Neste segundo post, reproduzimos as análises dos pródromos religiosos e sociais do conflito e as conseqüências positivas da vitória de Guilherme de Normandia para a história da Inglaterra, segundo o mesmo historiador.
Havia muito que a Inglaterra adotara os costumes dos anglos, e de fato os havia alterado com o tempo, pois nos primeiros anos de sua chegada, eles foram bárbaros na aparência e nos modos, bélicos em seus costumes e pagãos em suas leis.
Depois de abraçar a fé de Cristo, em consequência da paz de que gozavam, relegaram a força bruta a um segundo plano e aplicaram toda sua atenção na religião.
Falo dos príncipes que, na grandeza de seu poder, tinham toda a liberdade para se jogarem nos prazeres. Contudo alguns deles, no seu próprio país e outros em Roma, mudaram seus hábitos e instalaram um reino celestial e um relacionamento santo.
Muitos outros se dedicaram durante toda a vida aos assuntos terrenos, para encher seus tesouros e esgotá-los com os pobres ou dividi-los entre os mosteiros.
O que posso dizer da multidão de bispos, eremitas e abades?
Não está a ilha toda repleta de tão numerosas relíquias de santos de seu próprio povo que mal se pode passar por uma aldeia de qualquer relevância sem ouvir o nome de algum novo santo? E de quantos outros a lembrança pereceu pela falta de registros?
Infelizmente, vários anos antes da chegada dos normandos, o interesse pelo estudo e pela religião tinha diminuído gradualmente. O clero, contente com um pouco de aprendizado confuso, mal conseguia balbuciar as palavras dos sacramentos, e uma pessoa que sabia a gramática era objeto de admiração e espanto.

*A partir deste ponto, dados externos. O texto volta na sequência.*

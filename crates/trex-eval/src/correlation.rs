//! Correlating predicted returns of learned reward models with ground truth

use std::path::{Path, PathBuf};

use chrono::Utc;
use serde::{Deserialize, Serialize};
use tracing::{debug, info, warn};
use uuid::Uuid;

use trex_core::{Demonstration, ExecutionContext, FrameShape, Result, TrexError};
use trex_learn::{predict_traj_return, RewardNet};

use crate::catalog::{Catalog, CatalogEntry, Constraints};
use crate::report::{CatalogKind, CorrelationReport, RunManifest, SkippedEntry};
use crate::stats::{pearson, spearman};

/// Analyzer settings
#[derive(Debug, Clone, Copy, PartialEq, Eq, Serialize, Deserialize)]
#[serde(default)]
pub struct AnalyzerConfig {
    /// Stop loading demonstrations once this many are loaded
    pub max_demo_set_size: usize,
    /// Use trajectory length in place of the model's predicted return
    pub baseline_reward: bool,
}

impl Default for AnalyzerConfig {
    fn default() -> Self {
        Self {
            max_demo_set_size: 200,
            baseline_reward: false,
        }
    }
}

/// Computes Pearson and Spearman correlation per reward model
#[derive(Debug, Clone)]
pub struct CorrelationAnalyzer {
    config: AnalyzerConfig,
}

impl CorrelationAnalyzer {
    /// Create an analyzer
    pub fn new(config: AnalyzerConfig) -> Result<Self> {
        if config.max_demo_set_size < 2 {
            return Err(TrexError::Config(format!(
                "max_demo_set_size must be at least 2, got {}",
                config.max_demo_set_size
            )));
        }
        Ok(Self { config })
    }

    /// Analyzer settings
    #[must_use]
    pub fn config(&self) -> &AnalyzerConfig {
        &self.config
    }

    /// Correlate every model passing `model_constraints` against the
    /// demonstrations passing `demo_constraints`.
    ///
    /// Rows with missing or malformed fields, unreadable files, or models whose
    /// correlation is undefined are skipped and listed in the report. Fewer than
    /// two usable demonstrations, or demonstrations that all share one return,
    /// fail the whole run.
    pub async fn compute(
        &self,
        models: &Catalog,
        demos: &Catalog,
        model_constraints: &Constraints,
        demo_constraints: &Constraints,
        ctx: &ExecutionContext,
    ) -> Result<CorrelationReport> {
        info!(
            ?model_constraints,
            ?demo_constraints,
            device = ?ctx.device,
            "calculating correlations of reward models"
        );
        let mut report = CorrelationReport::default();

        let model_rows = select(models, model_constraints, CatalogKind::Model, &mut report.skipped);
        info!("evaluating {} reward models", model_rows.len());

        let demonstrations = self
            .load_demonstrations(demos, demo_constraints, &mut report.skipped)
            .await;
        report.demos_used = demonstrations.len();
        info!("using {} demonstrations", demonstrations.len());

        if demonstrations.len() < 2 {
            return Err(TrexError::UndefinedCorrelation(format!(
                "need at least 2 demonstrations, loaded {}",
                demonstrations.len()
            )));
        }
        let truths: Vec<f64> = demonstrations.iter().map(Demonstration::total_return).collect();
        if truths.iter().all(|&r| r == truths[0]) {
            return Err(TrexError::UndefinedCorrelation(
                "every demonstration has the same return".to_string(),
            ));
        }

        for (i, (row, entry)) in model_rows.iter().enumerate() {
            let result = self
                .correlate(models, entry, &demonstrations, &truths, i, model_rows.len())
                .await;
            match result {
                Ok((id, corr)) => {
                    debug!(id = %id, pearson = corr.0, spearman = corr.1, "correlation");
                    report.correlations.insert(id, corr);
                }
                Err(e) => skip(&mut report.skipped, CatalogKind::Model, *row, entry, &e),
            }
        }

        Ok(report)
    }

    /// Run [`CorrelationAnalyzer::compute`] and write the report and a manifest
    /// under `log_dir`, named by a fresh run id.
    pub async fn run(
        &self,
        models: &Catalog,
        demos: &Catalog,
        model_constraints: &Constraints,
        demo_constraints: &Constraints,
        ctx: &ExecutionContext,
        log_dir: &Path,
    ) -> Result<(CorrelationReport, RunManifest)> {
        let run_id = Uuid::new_v4();
        let started_at = Utc::now();
        tokio::fs::create_dir_all(log_dir).await?;

        let report = self
            .compute(models, demos, model_constraints, demo_constraints, ctx)
            .await?;

        let report_path = RunManifest::report_path_for(log_dir, run_id);
        report.save(&report_path).await?;

        let manifest = RunManifest {
            run_id,
            started_at,
            model_constraints: model_constraints.clone(),
            demo_constraints: demo_constraints.clone(),
            max_demo_set_size: self.config.max_demo_set_size,
            baseline_reward: self.config.baseline_reward,
            models_evaluated: report.correlations.len(),
            demos_used: report.demos_used,
            skipped: report.skipped.clone(),
            report_path,
        };
        manifest
            .save(&RunManifest::manifest_path_for(log_dir, run_id))
            .await?;

        Ok((report, manifest))
    }

    async fn load_demonstrations(
        &self,
        demos: &Catalog,
        constraints: &Constraints,
        skipped: &mut Vec<SkippedEntry>,
    ) -> Vec<Demonstration> {
        let mut loaded = Vec::new();
        // Every model scores the same demos, so all of them share the first demo's frame shape
        let mut shape: Option<FrameShape> = None;
        for (row, entry) in demos.iter().enumerate() {
            if loaded.len() >= self.config.max_demo_set_size {
                break;
            }
            let result = match constraints.matches(entry) {
                Ok(false) => continue,
                Ok(true) => load_demonstration(demos, entry).await,
                Err(e) => Err(e),
            };
            let demo = match result {
                Ok(demo) => demo,
                Err(e) => {
                    skip(skipped, CatalogKind::Demo, row, entry, &e);
                    continue;
                }
            };
            match shape {
                Some(expected) if expected != demo.frame_shape() => {
                    let e = TrexError::DimensionMismatch {
                        expected: expected.to_vec(),
                        actual: demo.frame_shape().to_vec(),
                    };
                    skip(skipped, CatalogKind::Demo, row, entry, &e);
                }
                _ => {
                    shape = Some(demo.frame_shape());
                    loaded.push(demo);
                }
            }
        }
        loaded
    }

    async fn correlate(
        &self,
        models: &Catalog,
        entry: &CatalogEntry,
        demonstrations: &[Demonstration],
        truths: &[f64],
        index: usize,
        total: usize,
    ) -> Result<(String, (f64, f64))> {
        let id = entry.id()?;
        let path = models.resolve(entry)?;
        info!("{}/{}: {}, {}", index + 1, total, id, path.display());

        let predicted = if self.config.baseline_reward {
            demonstrations.iter().map(|d| d.len() as f64).collect::<Vec<_>>()
        } else {
            let model = RewardNet::load(&path).await?;
            demonstrations
                .iter()
                .map(|d| predict_traj_return(&model, &d.frames()))
                .collect::<Result<Vec<_>>>()?
        };

        let corr = (pearson(&predicted, truths)?, spearman(&predicted, truths)?);
        Ok((id, corr))
    }
}

async fn load_demonstration(demos: &Catalog, entry: &CatalogEntry) -> Result<Demonstration> {
    let path: PathBuf = demos.resolve(entry)?;
    Demonstration::load(&path).await
}

fn select<'a>(
    catalog: &'a Catalog,
    constraints: &Constraints,
    kind: CatalogKind,
    skipped: &mut Vec<SkippedEntry>,
) -> Vec<(usize, &'a CatalogEntry)> {
    let mut rows = Vec::new();
    for (row, entry) in catalog.iter().enumerate() {
        match constraints.matches(entry) {
            Ok(true) => rows.push((row, entry)),
            Ok(false) => {}
            Err(e) => skip(skipped, kind, row, entry, &e),
        }
    }
    rows
}

fn skip(
    skipped: &mut Vec<SkippedEntry>,
    catalog: CatalogKind,
    row: usize,
    entry: &CatalogEntry,
    error: &TrexError,
) {
    let path = entry.get("path").ok().map(str::to_string);
    warn!(?catalog, row, path = path.as_deref().unwrap_or("-"), error = %error, "skipping catalog entry");
    skipped.push(SkippedEntry {
        catalog,
        row,
        path,
        reason: error.to_string(),
    });
}
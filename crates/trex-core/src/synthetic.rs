//! Synthetic demonstrations for tests and demos
//!
//! Every frame of a demonstration is filled with an intensity proportional
//! to the demonstration's return plus Gaussian pixel noise, so a linear
//! scorer over pixels can recover the ranking.

use ndarray::Array4;
use rand::Rng;
use rand_distr::{Distribution, Normal};

use crate::observation::FrameShape;
use crate::trajectory::Demonstration;
use crate::{Result, TrexError};

/// Parameters of the synthetic generator
#[derive(Debug, Clone, Copy)]
pub struct SyntheticSpec {
    /// Frames per demonstration
    pub len: usize,
    /// Shape of each frame
    pub frame_shape: FrameShape,
    /// Intensity per unit of return
    pub scale: f32,
    /// Standard deviation of pixel noise
    pub noise_std: f32,
}

impl Default for SyntheticSpec {
    fn default() -> Self {
        Self {
            len: 40,
            frame_shape: FrameShape::new(4, 4, 3),
            scale: 0.1,
            noise_std: 0.01,
        }
    }
}

/// One demonstration per return, in the given order
pub fn demonstrations<R: Rng + ?Sized>(
    returns: &[f64],
    spec: &SyntheticSpec,
    rng: &mut R,
) -> Result<Vec<Demonstration>> {
    let noise = Normal::new(0.0_f32, spec.noise_std)
        .map_err(|e| TrexError::Config(format!("noise_std: {e}")))?;
    let FrameShape {
        height,
        width,
        channels,
    } = spec.frame_shape;

    returns
        .iter()
        .map(|&ret| {
            let base = ret as f32 * spec.scale;
            let frames = Array4::from_shape_fn((spec.len, height, width, channels), |_| {
                base + noise.sample(rng)
            });
            let per_step = ret / spec.len.max(1) as f64;
            Demonstration::new(frames, ret).with_rewards(vec![per_step; spec.len])
        })
        .collect()
}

Os monges ridicularizavam a regra de sua ordem, o uso de vestes finas e a utilização de certos tipos de alimento.
A nobreza, dada ao luxo e à libertinagem, não ia à igreja pela manhã, à maneira dos cristãos, mas apenas, de uma forma descuidada, ouvia as matinas e as missas de um padre, mudando incessantemente de leitos entre as seduções de suas esposas.
A plebe, desprotegida, tornou-se presa dos mais poderosos, que acumulavam fortunas apropriando-se das propriedades ou vendendo seus donos em países estrangeiros, embora a característica deste povo o incline mais à orgia do que à acumulação de riquezas.
Beber em festas era uma prática universal que enchia dias e noites inteiras. Eles consumiam todos os seus bens em casas medíocres e desprezíveis, ao contrário dos normandos e franceses, que vivem frugalmente em mansões nobres e esplêndidas.
Os vícios ligados à embriaguez debilitam a mente humana. Foi por isso que eles se engajaram contra Guilherme com mais imprudência, precipitação e fúria que habilidade militar, condenando seu país à escravidão por uma única e simples derrota. Pois nada é menos eficaz do que temeridade; ela começa com violência, rapidamente cessa e é repelida.
Os ingleses usavam naquela época roupas curtas, tinham o cabelo cortado, a barba raspada, os braços carregados de braceletes de ouro e a pele adornada com tatuagens.
Eles estavam acostumados a comer até se fartarem e a beber até ficarem doentes. Eu não atribuo essas propensões ao inglês em geral, pois bem sei que muitos do clero trilharam o caminho da santidade de uma vida irrepreensível, e muitos leigos de todas as classes e condições foram bem agradáveis a Deus.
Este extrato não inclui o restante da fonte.